■ **What you have to do**: Scan the entries below for the word "simple". Copy out every line in which it occurs.
═════ Records provided ═════
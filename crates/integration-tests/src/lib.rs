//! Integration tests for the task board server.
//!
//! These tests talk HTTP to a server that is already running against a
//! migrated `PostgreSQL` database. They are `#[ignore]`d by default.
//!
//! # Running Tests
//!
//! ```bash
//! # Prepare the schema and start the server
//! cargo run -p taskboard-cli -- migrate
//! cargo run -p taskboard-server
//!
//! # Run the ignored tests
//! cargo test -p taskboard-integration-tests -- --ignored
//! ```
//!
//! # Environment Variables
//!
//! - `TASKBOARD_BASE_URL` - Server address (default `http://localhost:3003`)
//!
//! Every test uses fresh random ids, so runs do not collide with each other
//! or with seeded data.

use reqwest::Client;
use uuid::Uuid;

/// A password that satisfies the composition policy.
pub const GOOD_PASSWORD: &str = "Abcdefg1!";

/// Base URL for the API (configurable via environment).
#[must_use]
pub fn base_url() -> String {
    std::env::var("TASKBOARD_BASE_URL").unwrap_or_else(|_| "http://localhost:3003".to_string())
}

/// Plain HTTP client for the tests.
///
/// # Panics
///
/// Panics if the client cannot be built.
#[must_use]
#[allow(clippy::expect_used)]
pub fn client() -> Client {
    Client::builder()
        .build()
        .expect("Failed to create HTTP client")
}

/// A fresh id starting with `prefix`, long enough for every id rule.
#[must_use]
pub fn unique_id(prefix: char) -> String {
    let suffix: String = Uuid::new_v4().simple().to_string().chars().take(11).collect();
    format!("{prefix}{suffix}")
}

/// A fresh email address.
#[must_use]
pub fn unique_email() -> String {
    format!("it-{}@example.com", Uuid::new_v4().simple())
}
═════
■ **Your solution**:
    let suffix: String = Uuid::new_v4().simple().to_string().chars().take(11).collect();
    format!("it-{}@example.com", Uuid::new_v4().simple())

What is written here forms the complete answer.